Feature Archive

When Heartburn Gets Serious

Ignoring heartburn -- just putting up with it, popping a few pills day after day -- isn't necessarily the best plan. There are complications that can result from letting the problem linger.

By Jeanie Lerche Davis
WebMD Feature

Reviewed By Cynthia Haines

Ignoring heartburn -- just putting up with it, popping a few pills day after day -- isn't necessarily the best plan. There are complications that can result from letting the problem linger.

"When heartburn is not appropriately treated, acid reflux can cause erosion and ulcers in the lining of the esophagus," says William C. Orr, PhD, a clinical professor of medicine and specialist in gastrointestinal disorders at the University of Oklahoma Health Sciences Center.

"It's extremely painful and greatly affects the patient's lifestyle," he tells WebMD. "It really alters very significantly the quality of life."

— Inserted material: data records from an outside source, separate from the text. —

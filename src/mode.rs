/// Algorithm selection for a retrieval
///
/// Maps the configured mode token plus the backend capability signal onto
/// exactly one concrete algorithm path. Pure, no side effects.

use serde::{Deserialize, Serialize};
use std::fmt;
use std::str::FromStr;

use crate::errors::KindredError;

/// Configured similarity mode token.
#[derive(Debug, Clone, Copy, PartialEq, Eq, Serialize, Deserialize)]
#[serde(rename_all = "lowercase")]
pub enum SimilarityMode {
    Auto,
    Lexical,
    Vector,
    Hybrid,
}

impl fmt::Display for SimilarityMode {
    fn fmt(&self, f: &mut fmt::Formatter<'_>) -> fmt::Result {
        match self {
            SimilarityMode::Auto => write!(f, "auto"),
            SimilarityMode::Lexical => write!(f, "lexical"),
            SimilarityMode::Vector => write!(f, "vector"),
            SimilarityMode::Hybrid => write!(f, "hybrid"),
        }
    }
}

impl FromStr for SimilarityMode {
    type Err = KindredError;

    fn from_str(s: &str) -> Result<Self, Self::Err> {
        match s.trim().to_ascii_lowercase().as_str() {
            "auto" => Ok(SimilarityMode::Auto),
            "lexical" => Ok(SimilarityMode::Lexical),
            "vector" => Ok(SimilarityMode::Vector),
            "hybrid" => Ok(SimilarityMode::Hybrid),
            other => Err(KindredError::config(
                "similarity.mode",
                &format!("unknown mode token '{}' (expected auto|lexical|vector|hybrid)", other),
            )),
        }
    }
}

/// Concrete algorithm path a retrieval runs.
///
/// Hybrid issues both the lexical and vector sub-queries and fuses them.
#[derive(Debug, Clone, Copy, PartialEq, Eq)]
pub enum AlgorithmPath {
    Lexical,
    Vector,
    Hybrid,
}

impl fmt::Display for AlgorithmPath {
    fn fmt(&self, f: &mut fmt::Formatter<'_>) -> fmt::Result {
        match self {
            AlgorithmPath::Lexical => write!(f, "lexical"),
            AlgorithmPath::Vector => write!(f, "vector"),
            AlgorithmPath::Hybrid => write!(f, "hybrid"),
        }
    }
}

/// Resolve a mode token against the "vector search enabled" capability signal.
///
/// `auto` picks hybrid when the backend carries vectors, lexical otherwise.
/// Explicit modes pass through untouched: a misconfigured explicit vector
/// mode surfaces as empty results from the backend, not as a silent rewrite.
pub fn resolve(mode: SimilarityMode, vector_search_enabled: bool) -> AlgorithmPath {
    match mode {
        SimilarityMode::Auto => {
            if vector_search_enabled {
                AlgorithmPath::Hybrid
            } else {
                AlgorithmPath::Lexical
            }
        }
        SimilarityMode::Lexical => AlgorithmPath::Lexical,
        SimilarityMode::Vector => AlgorithmPath::Vector,
        SimilarityMode::Hybrid => AlgorithmPath::Hybrid,
    }
}
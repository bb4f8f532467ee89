/// Backend query construction
///
/// Translates a document reference plus retrieval parameters into immutable
/// query descriptors, one per backend call. Every user- or config-supplied
/// literal passes through the escaping helpers here before it reaches the
/// backend query grammar: the builder owns injection safety, the transport
/// layer only moves strings.

use crate::config::SimilarityConfig;
use crate::document::DocumentRef;

/// Algorithm tag carried on a query descriptor and its raw response.
///
/// Hybrid retrieval is a dual-request design: it issues one Lexical and one
/// Vector descriptor and fuses the parsed results client-side.
#[derive(Debug, Clone, Copy, PartialEq, Eq)]
pub enum Algorithm {
    Lexical,
    Vector,
}

/// One backend call, fully assembled and escaped. Never mutated after dispatch.
#[derive(Debug, Clone)]
pub struct QueryDescriptor {
    /// Which similarity algorithm this call runs
    pub algorithm: Algorithm,
    /// Source document the call finds neighbors for
    pub document: DocumentRef,
    /// Main query string in the backend grammar
    pub query: String,
    /// Filter clauses narrowing the candidate pool
    pub filter_clauses: Vec<String>,
    /// Fields compared for term-vector similarity (lexical only)
    pub similarity_fields: Vec<String>,
    /// (field, weight) boosts applied to the lexical query
    pub boost_fields: Vec<(String, f64)>,
    /// More-Like-This minimum term frequency (lexical only)
    pub min_term_freq: u32,
    /// More-Like-This minimum document frequency (lexical only)
    pub min_doc_freq: u32,
    /// Candidate rows requested from the backend
    pub rows: u32,
}

/// Escape every character with meaning in the backend query grammar.
///
/// Mirrors the escaping set of Solr's ClientUtils::escapeQueryChars:
/// operators, grouping, quoting, wildcards, and whitespace all get a
/// backslash prefix so config- and user-supplied values are always literals.
pub fn escape_literal(value: &str) -> String {
    let mut out = String::with_capacity(value.len());
    for c in value.chars() {
        match c {
            '\\' | '+' | '-' | '!' | '(' | ')' | ':' | '^' | '[' | ']' | '"' | '{' | '}'
            | '~' | '*' | '?' | '|' | '&' | ';' | '/' => {
                out.push('\\');
                out.push(c);
            }
            c if c.is_whitespace() => {
                out.push('\\');
                out.push(c);
            }
            c => out.push(c),
        }
    }
    out
}

/// Quote a value as a phrase, escaping embedded quotes and backslashes.
pub fn quote_phrase(value: &str) -> String {
    let mut out = String::with_capacity(value.len() + 2);
    out.push('"');
    for c in value.chars() {
        if c == '"' || c == '\\' {
            out.push('\\');
        }
        out.push(c);
    }
    out.push('"');
    out
}

/// Escape a value for a single-quoted local-param slot (v='…').
fn escape_local_param(value: &str) -> String {
    let mut out = String::with_capacity(value.len());
    for c in value.chars() {
        if c == '\'' || c == '\\' {
            out.push('\\');
        }
        out.push(c);
    }
    out
}

/// Point-lookup query matching exactly one document by (type, uid).
pub fn point_lookup(document: &DocumentRef) -> String {
    format!(
        "type:{} AND uid:{}",
        quote_phrase(&document.doc_type),
        document.uid
    )
}

/// Filter clauses for bulk enumeration under a root container.
pub fn enumeration_filters(root_id: u32, excluded_types: &[String]) -> Vec<String> {
    let mut filters = vec![format!("rootId:{}", root_id)];
    if let Some(exclusion) = type_clause(excluded_types, true) {
        filters.push(exclusion);
    }
    filters
}

/// Inflate a sub-query row count over the final result count.
///
/// Fusion and deduplication shrink the candidate pool, so legs feeding
/// fusion fetch more than the caller asked for.
pub fn inflate_rows(max_results: usize, prefetch_factor: u32) -> u32 {
    let base = max_results.max(1) as u32;
    base.saturating_mul(prefetch_factor.max(1))
}

/// Join and bound the text handed to the backend's text-to-vector model.
///
/// Truncation is by char count (not bytes) to respect embedding input limits
/// without splitting a code point.
pub fn bounded_text(title: &str, content: &str, max_chars: usize) -> String {
    let joined = if title.is_empty() {
        content.to_string()
    } else if content.is_empty() {
        title.to_string()
    } else {
        format!("{} {}", title, content)
    };
    if joined.chars().count() <= max_chars {
        joined
    } else {
        joined.chars().take(max_chars).collect()
    }
}

/// Type allow/deny clause: `type:("a" OR "b")`, negated for deny-lists.
fn type_clause(types: &[String], negate: bool) -> Option<String> {
    if types.is_empty() {
        return None;
    }
    let joined = types
        .iter()
        .map(|t| quote_phrase(t))
        .collect::<Vec<_>>()
        .join(" OR ");
    let prefix = if negate { "-" } else { "" };
    Some(format!("{}type:({})", prefix, joined))
}

/// Container allow clause: `rootId:(1 OR 7)`.
fn container_clause(roots: &[u32]) -> Option<String> {
    if roots.is_empty() {
        return None;
    }
    let joined = roots
        .iter()
        .map(|id| id.to_string())
        .collect::<Vec<_>>()
        .join(" OR ");
    Some(format!("rootId:({})", joined))
}

/// Builds descriptors from one retrieval's similarity settings.
pub struct QueryBuilder<'a> {
    config: &'a SimilarityConfig,
}

impl<'a> QueryBuilder<'a> {
    pub fn new(config: &'a SimilarityConfig) -> Self {
        QueryBuilder { config }
    }

    /// More-Like-This descriptor against the resolved backend document id.
    pub fn lexical(&self, document: &DocumentRef, backend_id: &str, rows: u32) -> QueryDescriptor {
        QueryDescriptor {
            algorithm: Algorithm::Lexical,
            document: document.clone(),
            query: format!("id:{}", quote_phrase(backend_id)),
            filter_clauses: self.shared_filters(),
            similarity_fields: self.config.similarity_field_list(),
            boost_fields: self.config.boosted_field_list(),
            min_term_freq: self.config.min_term_freq,
            min_doc_freq: self.config.min_doc_freq,
            rows,
        }
    }

    /// KNN text-to-vector descriptor built from the source document's text.
    ///
    /// The source document matches its own vector first, so it is excluded
    /// by filter here rather than re-dropped downstream.
    pub fn vector(
        &self,
        document: &DocumentRef,
        backend_id: &str,
        title: &str,
        content: &str,
        rows: u32,
    ) -> QueryDescriptor {
        let text = bounded_text(title, content, self.config.content_max_chars);
        let query = format!(
            "{{!knn_text_to_vector model='{}' f='{}' topK={} v='{}'}}",
            escape_local_param(&self.config.vector_model),
            escape_local_param(&self.config.vector_field),
            self.config.vector_top_k,
            escape_local_param(&text),
        );

        let mut filter_clauses = self.shared_filters();
        filter_clauses.push(format!("-id:{}", quote_phrase(backend_id)));

        QueryDescriptor {
            algorithm: Algorithm::Vector,
            document: document.clone(),
            query,
            filter_clauses,
            similarity_fields: Vec::new(),
            boost_fields: Vec::new(),
            min_term_freq: 0,
            min_doc_freq: 0,
            rows,
        }
    }

    /// Filters applied to every leg: type allow/deny and container allow.
    fn shared_filters(&self) -> Vec<String> {
        let mut filters = Vec::new();

        let allowed = self.config.allowed_type_list();
        if !allowed.is_empty() {
            if let Some(clause) = type_clause(&allowed, false) {
                filters.push(clause);
            }
        } else if let Some(clause) = type_clause(&self.config.denied_type_list(), true) {
            filters.push(clause);
        }

        if let Some(clause) = container_clause(&self.config.allowed_container_list()) {
            filters.push(clause);
        }

        filters
    }
}
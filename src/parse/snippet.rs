/// Content snippet extraction
///
/// Index documents carry rendered page content, markup included. The
/// snippet shown next to a suggestion is that content with tags stripped,
/// whitespace collapsed, and length bounded for display.

use regex::Regex;

/// Display length bound, in characters.
const MAX_SNIPPET_CHARS: usize = 200;

/// How far back from the bound a word boundary may be and still win over
/// a mid-word cut.
const WORD_BOUNDARY_WINDOW: usize = 50;

const ELLIPSIS: char = '\u{2026}';

/// Build the display snippet for a content field value.
pub fn make_snippet(content: &str) -> String {
    let stripped = strip_markup(content);
    let plain = collapse_whitespace(&stripped);
    truncate_snippet(&plain)
}

/// Remove markup tags, leaving a space so adjacent words stay separated.
fn strip_markup(text: &str) -> String {
    match Regex::new(r"<[^>]*>") {
        Ok(re) => re.replace_all(text, " ").into_owned(),
        Err(_) => text.to_string(),
    }
}

/// Collapse runs of whitespace to single spaces and trim the ends.
fn collapse_whitespace(text: &str) -> String {
    text.split_whitespace().collect::<Vec<_>>().join(" ")
}

/// Bound the snippet to the display length.
///
/// Cuts at the last word boundary before the limit when one lies within
/// the boundary window, otherwise hard-cuts at the limit. Truncated
/// snippets get an ellipsis marker; untouched ones do not.
fn truncate_snippet(text: &str) -> String {
    let chars: Vec<char> = text.chars().collect();
    if chars.len() <= MAX_SNIPPET_CHARS {
        return text.to_string();
    }

    let mut cut = MAX_SNIPPET_CHARS;
    if let Some(boundary) = chars[..MAX_SNIPPET_CHARS]
        .iter()
        .rposition(|c| c.is_whitespace())
    {
        if boundary >= MAX_SNIPPET_CHARS - WORD_BOUNDARY_WINDOW {
            cut = boundary;
        }
    }

    let mut snippet: String = chars[..cut].iter().collect();
    snippet.push(ELLIPSIS);
    snippet
}

#[cfg(test)]
mod tests {
    use super::*;

    #[test]
    fn test_strips_markup_and_collapses_whitespace() {
        let snippet = make_snippet("<p>Hello   <b>world</b>,</p>\n\n<div>again</div>");
        assert_eq!(snippet, "Hello world , again");
    }

    #[test]
    fn test_short_content_is_untouched() {
        assert_eq!(make_snippet("A short teaser."), "A short teaser.");
        assert_eq!(make_snippet(""), "");
    }

    #[test]
    fn test_hard_cut_when_no_boundary_in_window() {
        // space at 149 only: too far back, so the cut lands exactly at 200
        let content = format!("{} {}", "x".repeat(149), "y".repeat(350));
        let snippet = make_snippet(&content);

        assert_eq!(snippet.chars().count(), 201);
        assert_eq!(
            snippet,
            format!("{} {}\u{2026}", "x".repeat(149), "y".repeat(50))
        );
    }

    #[test]
    fn test_cut_at_word_boundary_within_window() {
        // space at 180: inside the window, so the cut lands there
        let content = format!("{} {}", "a".repeat(180), "b".repeat(319));
        let snippet = make_snippet(&content);

        assert_eq!(snippet.chars().count(), 181);
        assert_eq!(snippet, format!("{}\u{2026}", "a".repeat(180)));
    }

    #[test]
    fn test_exactly_max_length_gets_no_ellipsis() {
        let content = "z".repeat(200);
        assert_eq!(make_snippet(&content), content);
    }

    #[test]
    fn test_multibyte_content_cuts_on_char_count() {
        let content = "ü".repeat(400);
        let snippet = make_snippet(&content);
        assert_eq!(snippet.chars().count(), 201);
    }
}
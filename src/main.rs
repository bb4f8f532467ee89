use anyhow::Result;
use clap::{Parser, Subcommand};
use std::sync::Arc;

use kindred::backend::routing::{PartitionKey, StaticPartitionResolver};
use kindred::backend::solr::SolrBackend;
use kindred::bulk::run_bulk;
use kindred::config::Config;
use kindred::document::DocumentRef;
use kindred::logging;
use kindred::service::SimilarityService;

#[derive(Parser)]
#[command(
    name = "kindred",
    version,
    about = "Hybrid similar-document retrieval over Solr-style search backends"
)]
struct Cli {
    #[command(subcommand)]
    command: Commands,
}

#[derive(Subcommand)]
enum Commands {
    /// Find documents similar to one document and print them as JSON
    Suggest {
        /// Record type of the source document, e.g. "pages"
        #[arg(long = "type")]
        doc_type: String,
        /// Record uid of the source document
        #[arg(long)]
        uid: u32,
        /// Root container id (defaults to backend.default_root_id)
        #[arg(long)]
        root: Option<u32>,
        /// Language id (defaults to 0)
        #[arg(long)]
        language: Option<u32>,
        /// Override the configured similarity mode: auto, lexical, vector, hybrid
        #[arg(long)]
        mode: Option<String>,
        /// Override the configured result count
        #[arg(long)]
        limit: Option<usize>,
        /// Pretty-print the JSON output
        #[arg(long)]
        pretty: bool,
    },
    /// Precompute suggestions for every indexed document under a root container
    Bulk {
        /// Root container id (defaults to backend.default_root_id)
        #[arg(long)]
        root: Option<u32>,
        /// Language id (defaults to 0)
        #[arg(long)]
        language: Option<u32>,
        /// Cap the number of documents processed
        #[arg(long)]
        limit: Option<usize>,
    },
    /// Print the effective configuration as JSON
    ConfigShow,
}

/// Wire the HTTP backend, router, and a pinned context resolver into a service.
fn build_service(config: Config, context: PartitionKey) -> Result<SimilarityService> {
    let backend = Arc::new(SolrBackend::new(&config.backend)?);
    let resolver = Arc::new(StaticPartitionResolver::new(context));
    Ok(SimilarityService::new(config, backend, resolver)?)
}

#[tokio::main]
async fn main() -> Result<()> {
    // 1. Parse CLI args
    let cli = Cli::parse();

    // 2. Load configuration
    let mut config = Config::load().unwrap_or_else(|e| {
        eprintln!("Config error (using defaults): {}", e);
        Config::default()
    });

    // 3. Initialize logging (stderr only, stdout stays reserved for results)
    logging::init_logging(&config);

    match cli.command {
        Commands::Suggest {
            doc_type,
            uid,
            root,
            language,
            mode,
            limit,
            pretty,
        } => {
            if let Some(mode) = mode {
                config.similarity.mode = mode;
            }
            if let Some(limit) = limit {
                config.similarity.max_results = limit;
            }

            let document = DocumentRef::new(doc_type, uid)?;
            let context = PartitionKey {
                root_id: root.unwrap_or(config.backend.default_root_id),
                language_id: language.unwrap_or(0),
            };

            let service = build_service(config, context)?;
            let results = service.find_similar_in(&document, context).await?;

            if pretty {
                println!("{}", serde_json::to_string_pretty(&results)?);
            } else {
                println!("{}", serde_json::to_string(&results)?);
            }
        }

        Commands::Bulk {
            root,
            language,
            limit,
        } => {
            let root_id = root.unwrap_or(config.backend.default_root_id);
            let language_id = language.unwrap_or(0);
            let context = PartitionKey {
                root_id,
                language_id,
            };

            let service = build_service(config, context)?;
            let report = run_bulk(&service, root_id, language_id, limit).await?;
            println!("{}", serde_json::to_string_pretty(&report)?);
        }

        Commands::ConfigShow => {
            // credentials stay out of stdout
            config.backend.password = config.backend.password.map(|_| "***".to_string());
            println!("{}", serde_json::to_string_pretty(&config)?);
        }
    }

    Ok(())
}
#[cfg(test)]
mod tests {
    use super::*;
    use crate::backend::{IndexedDocument, RawResponse};
    use crate::config::PartitionConfig;
    use crate::document::Origin;
    use crate::query::Algorithm;
    use crate::sink::MemorySink;
    use async_trait::async_trait;
    use serde_json::{json, Value};

    /// Canned backend: per-leg bodies, None means the leg fails.
    struct StubBackend {
        lexical: Option<Value>,
        vector: Option<Value>,
        indexed: bool,
    }

    #[async_trait]
    impl SearchBackend for StubBackend {
        async fn execute(
            &self,
            _partition: &Partition,
            query: &QueryDescriptor,
        ) -> Result<RawResponse, BackendError> {
            let body = match query.algorithm {
                Algorithm::Lexical => self.lexical.clone(),
                Algorithm::Vector => self.vector.clone(),
            };
            match body {
                Some(body) => Ok(RawResponse {
                    algorithm: query.algorithm,
                    body,
                }),
                None => Err(BackendError::Unavailable("stubbed outage".to_string())),
            }
        }

        async fn resolve_document(
            &self,
            _partition: &Partition,
            _document: &DocumentRef,
        ) -> Result<Option<IndexedDocument>, BackendError> {
            if self.indexed {
                Ok(Some(IndexedDocument {
                    id: "site/pages/42".to_string(),
                    title: "Source".to_string(),
                    content: "Source content".to_string(),
                }))
            } else {
                Ok(None)
            }
        }

        async fn enumerate_documents(
            &self,
            _partition: &Partition,
            _root_id: u32,
            _excluded_types: &[String],
            _limit: u32,
        ) -> Result<Vec<DocumentRef>, BackendError> {
            Ok(vec![
                DocumentRef::new("pages", 1).unwrap(),
                DocumentRef::new("pages", 2).unwrap(),
            ])
        }
    }

    fn doc(doc_type: &str, uid: u32, score: f64) -> Value {
        json!({
            "type": doc_type,
            "uid": uid,
            "title": format!("doc-{}", uid),
            "url": format!("/doc/{}", uid),
            "content": "Some content.",
            "score": score
        })
    }

    fn lexical_body() -> Value {
        json!({
            "moreLikeThis": ["site/pages/42", { "docs": [doc("pages", 1, 4.0), doc("pages", 2, 2.0)] }]
        })
    }

    fn vector_body() -> Value {
        json!({
            "response": { "docs": [doc("pages", 2, 0.9), doc("pages", 3, 0.5)] }
        })
    }

    fn test_config(mode: &str) -> Config {
        let mut config = Config::default();
        config.similarity.mode = mode.to_string();
        config.backend.vector_search_enabled = true;
        config.backend.partitions = vec![PartitionConfig {
            root_id: 1,
            language_id: 0,
            url: "http://stub".to_string(),
        }];
        config
    }

    fn service(config: Config, backend: StubBackend) -> SimilarityService {
        let resolver = StaticResolver;
        SimilarityService::new(config, Arc::new(backend), Arc::new(resolver)).unwrap()
    }

    struct StaticResolver;

    #[async_trait]
    impl PartitionResolver for StaticResolver {
        async fn resolve(&self, _document: &DocumentRef) -> Option<PartitionKey> {
            Some(PartitionKey {
                root_id: 1,
                language_id: 0,
            })
        }
    }

    fn source() -> DocumentRef {
        DocumentRef::new("pages", 42).unwrap()
    }

    #[tokio::test]
    async fn test_hybrid_fuses_and_deduplicates() {
        let service = service(
            test_config("hybrid"),
            StubBackend {
                lexical: Some(lexical_body()),
                vector: Some(vector_body()),
                indexed: true,
            },
        );

        let results = service.find_similar(&source()).await.unwrap();

        assert_eq!(results.len(), 3);
        // document 2 was found by both legs and ranks first
        assert_eq!(results[0].document.uid, 2);
        assert_eq!(results[0].origin, Origin::Hybrid);
        let mut uids: Vec<u32> = results.iter().map(|c| c.document.uid).collect();
        uids.sort_unstable();
        uids.dedup();
        assert_eq!(uids.len(), 3);
    }

    #[tokio::test]
    async fn test_unindexed_document_yields_empty_without_error() {
        let service = service(
            test_config("hybrid"),
            StubBackend {
                lexical: Some(lexical_body()),
                vector: Some(vector_body()),
                indexed: false,
            },
        );

        let results = service.find_similar(&source()).await.unwrap();
        assert!(results.is_empty());
    }

    #[tokio::test]
    async fn test_failed_leg_degrades_to_other_leg() {
        let service = service(
            test_config("hybrid"),
            StubBackend {
                lexical: None,
                vector: Some(vector_body()),
                indexed: true,
            },
        );

        let results = service.find_similar(&source()).await.unwrap();

        assert_eq!(results.len(), 2);
        assert!(results.iter().all(|c| c.origin == Origin::Vector));
    }

    #[tokio::test]
    async fn test_both_legs_failing_yields_empty_without_error() {
        let service = service(
            test_config("hybrid"),
            StubBackend {
                lexical: None,
                vector: None,
                indexed: true,
            },
        );

        let results = service.find_similar(&source()).await.unwrap();
        assert!(results.is_empty());
    }

    #[tokio::test]
    async fn test_unknown_mode_fails_fast() {
        let service = service(
            test_config("fuzzy"),
            StubBackend {
                lexical: Some(lexical_body()),
                vector: Some(vector_body()),
                indexed: true,
            },
        );

        let result = service.find_similar(&source()).await;
        assert!(matches!(
            result,
            Err(KindredError::InvalidConfiguration(_))
        ));
    }

    #[tokio::test]
    async fn test_no_partitions_yields_empty() {
        let mut config = test_config("lexical");
        config.backend.partitions.clear();
        let service = service(
            config,
            StubBackend {
                lexical: Some(lexical_body()),
                vector: None,
                indexed: true,
            },
        );

        let results = service.find_similar(&source()).await.unwrap();
        assert!(results.is_empty());
    }

    #[tokio::test]
    async fn test_lexical_mode_skips_vector_leg() {
        let service = service(
            test_config("lexical"),
            StubBackend {
                lexical: Some(lexical_body()),
                vector: None,
                indexed: true,
            },
        );

        let results = service.find_similar(&source()).await.unwrap();
        assert_eq!(results.len(), 2);
        assert!(results.iter().all(|c| c.origin == Origin::Lexical));
    }

    #[tokio::test]
    async fn test_auto_mode_without_vector_capability_stays_lexical() {
        let mut config = test_config("auto");
        config.backend.vector_search_enabled = false;
        let service = service(
            config,
            StubBackend {
                lexical: Some(lexical_body()),
                vector: None,
                indexed: true,
            },
        );

        let results = service.find_similar(&source()).await.unwrap();
        assert_eq!(results.len(), 2);
    }

    #[tokio::test]
    async fn test_results_are_persisted_to_sink() {
        let sink = Arc::new(MemorySink::new());
        let service = service(
            test_config("hybrid"),
            StubBackend {
                lexical: Some(lexical_body()),
                vector: Some(vector_body()),
                indexed: true,
            },
        )
        .with_sink(sink.clone());

        let document = source();
        let results = service.find_similar(&document).await.unwrap();

        let stored = sink.get(&document).await.unwrap();
        assert_eq!(stored.candidates.len(), results.len());
        assert_eq!(stored.partition.root_id, 1);
    }

    #[tokio::test]
    async fn test_max_results_truncates_final_set() {
        let mut config = test_config("hybrid");
        config.similarity.max_results = 1;
        let service = service(
            config,
            StubBackend {
                lexical: Some(lexical_body()),
                vector: Some(vector_body()),
                indexed: true,
            },
        );

        let results = service.find_similar(&source()).await.unwrap();
        assert_eq!(results.len(), 1);
        assert_eq!(results[0].document.uid, 2);
    }

    #[tokio::test]
    async fn test_enumerate_passes_through_backend() {
        let service = service(
            test_config("lexical"),
            StubBackend {
                lexical: None,
                vector: None,
                indexed: true,
            },
        );

        let documents = service.enumerate(1, 0).await.unwrap();
        assert_eq!(documents.len(), 2);
    }
}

Long-term acid reflux can cause scarring and narrowing in the esophagus, which can also lead to swallowing difficulties, Radhika Srinivasan, MD, a gastrointestinal specialist and assistant professor of medicine at the University of Pennsylvania in Philadelphia, tells WebMD.

This condition, called esophageal strictures, can interfere with eating and drinking by preventing food and liquid from reaching the stomach. Strictures are treated by dilation, in which an instrument gently stretches the strictures and expands the opening in the esophagus.